A 2014 law created a mechanism to provide citizenship papers or a naturalization process to stateless persons. The exact mechanism depends on the documentary status of the individual prior to the 2010 change in the constitution. In practice the new documentation mechanism was only partially successful. Many stateless persons did not register for the mechanism before its deadline.
In July 2020 the outgoing government approved the naturalization of 750 individuals, most of whom were minors who were stripped of their citizenship by the 2013 Constitutional Tribunal ruling and who were known as Group B. These 750 persons from Group B were the first to be approved for naturalization since the 2014 law was passed. In May President Abinader approved the naturalization of an additional 50 individuals from the same group. NGOs stated that while citizenship had been approved for the 800 individuals, none had received their documents as of October due to hurdles in different government agencies.
Through a mechanism outlined in the law for individuals with other circumstances (commonly known as Group A), the government identified and then issued birth certificates and national identity documents to approximately 26,000 individuals in 2014 and later that year identified an additional 34,900 individuals as potentially being part of Group A. As of October these individuals had not received an identity document confirming their Dominican nationality due to apparent concerns regarding the nature of the underlying documentation establishing citizenship. This placed them at a high risk of statelessness. The pool of individuals identified as potentially part of Group A extended back to individuals born as early as 1929. Because a number of those individuals had died or moved out of the country in the ensuing decades, the remaining number of eligible Group A individuals was likely substantially smaller than the 35,000 persons identified by the Central Electoral Board (JCE).

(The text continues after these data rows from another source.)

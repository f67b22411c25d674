//! [`Score`]-related definitions.

use std::str::FromStr;

use derive_more::Display;

/// Normalized index on a `0..=100` scale.
#[derive(Clone, Copy, Debug, Display, Eq, Hash, Ord, PartialEq, PartialOrd)]
pub struct Score(u8);

impl Score {
    /// Maximum possible [`Score`].
    pub const MAX: Self = Self(100);

    /// Neutral [`Score`] used whenever an input is unknown or missing.
    pub const NEUTRAL: Self = Self(50);

    /// Creates a new [`Score`] by checking the provided value is not greater
    /// than `100`.
    #[must_use]
    pub const fn new(val: u8) -> Option<Self> {
        if val > 100 {
            None
        } else {
            Some(Self(val))
        }
    }

    /// Creates a new [`Score`] clamping the provided value into `0..=100`.
    #[must_use]
    pub fn saturating(val: i64) -> Self {
        #[expect(
            clippy::cast_possible_truncation,
            clippy::cast_sign_loss,
            reason = "clamped into `0..=100`"
        )]
        let val = val.clamp(0, 100) as u8;
        Self(val)
    }

    /// Returns the underlying value of this [`Score`].
    #[must_use]
    pub const fn get(self) -> u8 {
        self.0
    }

    /// Returns the complement of this [`Score`] (`100 - score`).
    ///
    /// Turns "higher is costlier" indices into "higher is better" ones.
    #[must_use]
    pub const fn inverse(self) -> Self {
        Self(100 - self.0)
    }
}

impl From<Score> for u8 {
    fn from(score: Score) -> Self {
        score.0
    }
}

impl From<Score> for i64 {
    fn from(score: Score) -> Self {
        Self::from(score.0)
    }
}

impl FromStr for Score {
    type Err = &'static str;

    fn from_str(s: &str) -> Result<Self, Self::Err> {
        s.parse::<u8>()
            .ok()
            .and_then(Self::new)
            .ok_or("invalid score value")
    }
}

#[cfg(feature = "juniper")]
mod juniper {
    //! Module providing integration with [`juniper`] crate.

    use juniper::{graphql_scalar, InputValue, ScalarValue, Value};

    /// Normalized index on a `0..=100` scale.
    #[graphql_scalar(with = Self, parse_token(i32))]
    type Score = super::Score;

    impl Score {
        fn to_output<S: ScalarValue>(s: &Score) -> Value<S> {
            Value::scalar(i32::from(s.get()))
        }

        fn from_input<S: ScalarValue>(
            input: &InputValue<S>,
        ) -> Result<Self, String> {
            input
                .as_int_value()
                .ok_or_else(|| {
                    format!(
                        "Cannot parse `Score` input scalar from \
                         non-integer value: {input}",
                    )
                })
                .and_then(|i| {
                    u8::try_from(i).ok().and_then(Self::new).ok_or_else(|| {
                        format!("`Score` must be in `0..=100` range, got: {i}")
                    })
                })
        }
    }
}

#[cfg(test)]
mod spec {
    use std::str::FromStr as _;

    use super::Score;

    #[test]
    fn rejects_out_of_range() {
        assert_eq!(Score::new(100), Some(Score::MAX));
        assert_eq!(Score::new(101), None);
        assert!(Score::from_str("101").is_err());
        assert!(Score::from_str("-1").is_err());
        assert_eq!(Score::from_str("55").unwrap().get(), 55);
    }

    #[test]
    fn saturates() {
        assert_eq!(Score::saturating(-5).get(), 0);
        assert_eq!(Score::saturating(250), Score::MAX);
        assert_eq!(Score::saturating(42).get(), 42);
    }

    #[test]
    fn inverses() {
        assert_eq!(Score::new(20).unwrap().inverse().get(), 80);
        assert_eq!(Score::NEUTRAL.inverse(), Score::NEUTRAL);
    }
}
//! [`Query`]s for reading [`Listing`]s.

use common::operations::By;

use crate::domain::{region, Listing};
#[cfg(doc)]
use crate::query::Query;

use super::DatabaseQuery;

/// [`Query`] for selecting all the [`Listing`]s.
pub type All = DatabaseQuery<By<Vec<Listing>, ()>>;

/// [`Query`] for selecting [`Listing`]s of the specified region.
pub type ByRegion = DatabaseQuery<By<Vec<Listing>, region::Selector>>;
//! [Naver Cloud Maps] geocoding client.
//!
//! [Naver Cloud Maps]: https://api.ncloud-docs.com/docs/en/ai-naver-mapsgeocoding

use std::time::Duration;

use common::operations::{By, Select};
use derive_more::{Display, Error as StdError, From};
use secrecy::{ExposeSecret as _, SecretString};
use serde::Deserialize;
use smart_default::SmartDefault;
use tracerr::Traced;

use crate::{
    domain::{
        geo::{Coordinate, Geocoded, Provider},
        listing::Address,
    },
    infra::{geocoder, Geocoder},
};

/// [`Naver`] client configuration.
#[derive(Clone, Debug, SmartDefault)]
pub struct Config {
    /// API gateway client ID.
    pub client_id: Option<SecretString>,

    /// API gateway client secret.
    pub client_secret: Option<SecretString>,

    /// URL of the geocoding endpoint.
    #[default(
        "https://naveropenapi.apigw.ntruss.com/map-geocode/v2/geocode".into()
    )]
    pub url: String,

    /// Timeout of a single request.
    #[default(Duration::from_secs(3))]
    pub timeout: Duration,
}

/// [Naver Cloud Maps] geocoding client.
///
/// [Naver Cloud Maps]: https://api.ncloud-docs.com/docs/en/ai-naver-mapsgeocoding
#[derive(Clone, Debug)]
pub struct Naver {
    /// HTTP client.
    client: reqwest::Client,

    /// [`Config`] of this [`Naver`] client.
    config: Config,
}

impl Naver {
    /// Creates a new [`Naver`] client with the provided [`Config`].
    ///
    /// # Errors
    ///
    /// If failed to initialize the HTTP client.
    pub fn new(config: Config) -> Result<Self, Traced<Error>> {
        let client = reqwest::Client::builder()
            .timeout(config.timeout)
            .build()
            .map_err(tracerr::from_and_wrap!())?;
        Ok(Self { client, config })
    }
}

impl Geocoder<Select<By<Option<Geocoded>, Address>>> for Naver {
    type Ok = Option<Geocoded>;
    type Err = Traced<geocoder::Error>;

    async fn execute(
        &self,
        Select(by): Select<By<Option<Geocoded>, Address>>,
    ) -> Result<Self::Ok, Self::Err> {
        let address = by.into_inner();

        let (Some(id), Some(secret)) =
            (&self.config.client_id, &self.config.client_secret)
        else {
            return Err(tracerr::new!(Error::MissingCredential))
                .map_err(tracerr::map_from_and_wrap!());
        };

        let resp = self
            .client
            .get(&self.config.url)
            .header("X-NCP-APIGW-API-KEY-ID", id.expose_secret())
            .header("X-NCP-APIGW-API-KEY", secret.expose_secret())
            .query(&[("query", address.as_str())])
            .send()
            .await
            .and_then(reqwest::Response::error_for_status)
            .map_err(tracerr::from_and_wrap!(=> Error))
            .map_err(tracerr::map_from)?
            .json::<Response>()
            .await
            .map_err(tracerr::from_and_wrap!(=> Error))
            .map_err(tracerr::map_from)?;

        Ok(resp
            .addresses
            .into_iter()
            .next()
            .and_then(|a| Coordinate::new(a.y.parse().ok()?, a.x.parse().ok()?))
            .map(|coordinate| Geocoded {
                coordinate,
                provider: Provider::Naver,
            }))
    }
}

/// [`Naver`] client error.
#[derive(Debug, Display, From, StdError)]
pub enum Error {
    /// Client ID or secret is not configured.
    #[display("Naver API gateway credentials are not configured")]
    MissingCredential,

    /// HTTP request failed or returned a non-success status.
    #[display("Naver request failed: {_0}")]
    #[from]
    Request(reqwest::Error),
}

/// Response of the geocoding API.
#[derive(Debug, Deserialize)]
struct Response {
    /// Found addresses, best match first.
    #[serde(default)]
    addresses: Vec<AddressDocument>,
}

/// Address found by the geocoding API.
#[derive(Debug, Deserialize)]
struct AddressDocument {
    x: String,
    y: String,
}

#[cfg(test)]
mod spec {
    use common::operations::{By, Select};

    use crate::{domain::listing::Address, infra::Geocoder as _};

    use super::{Config, Naver, Response};

    #[test]
    fn decodes_response() {
        let resp = serde_json::from_str::<Response>(
            r#"{
                "status": "OK",
                "addresses": [
                    {"roadAddress": "충청남도 서산시 ...", "x": "126.45", "y": "36.78"}
                ]
            }"#,
        )
        .unwrap();

        assert_eq!(resp.addresses.len(), 1);
        assert_eq!(resp.addresses[0].y, "36.78");
    }

    #[tokio::test]
    async fn fails_without_credentials() {
        let naver = Naver::new(Config::default()).unwrap();

        let res = naver
            .execute(Select(By::new(
                Address::new("충남 서산시 부춘동 100").unwrap(),
            )))
            .await;
        assert!(res.is_err());
    }
}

According to observers many stateless individuals falling under the Group B profile were unable or unwilling to register for the naturalization process during the 180-day application window. As of October there was no way for this group to secure Dominican nationality. In addition there were other individuals born in the country at specific times and in specific circumstances connected to their parents who were in legal limbo related to their citizenship.
Dominican-born persons without citizenship or identity documents faced obstacles traveling both within and outside the country. Beginning in 2015 authorities attempted to deport some of these persons but were prevented by UN agency intervention. Stateless persons do not have access to electoral participation, formal-sector jobs, marriage registration, birth registration, formal loans, judicial procedures, state social-protection programs, and property ownership. Their access to primary public education and health care was limited. In addition those able to receive an education do not receive official recognition, such as a diploma, for completed schooling.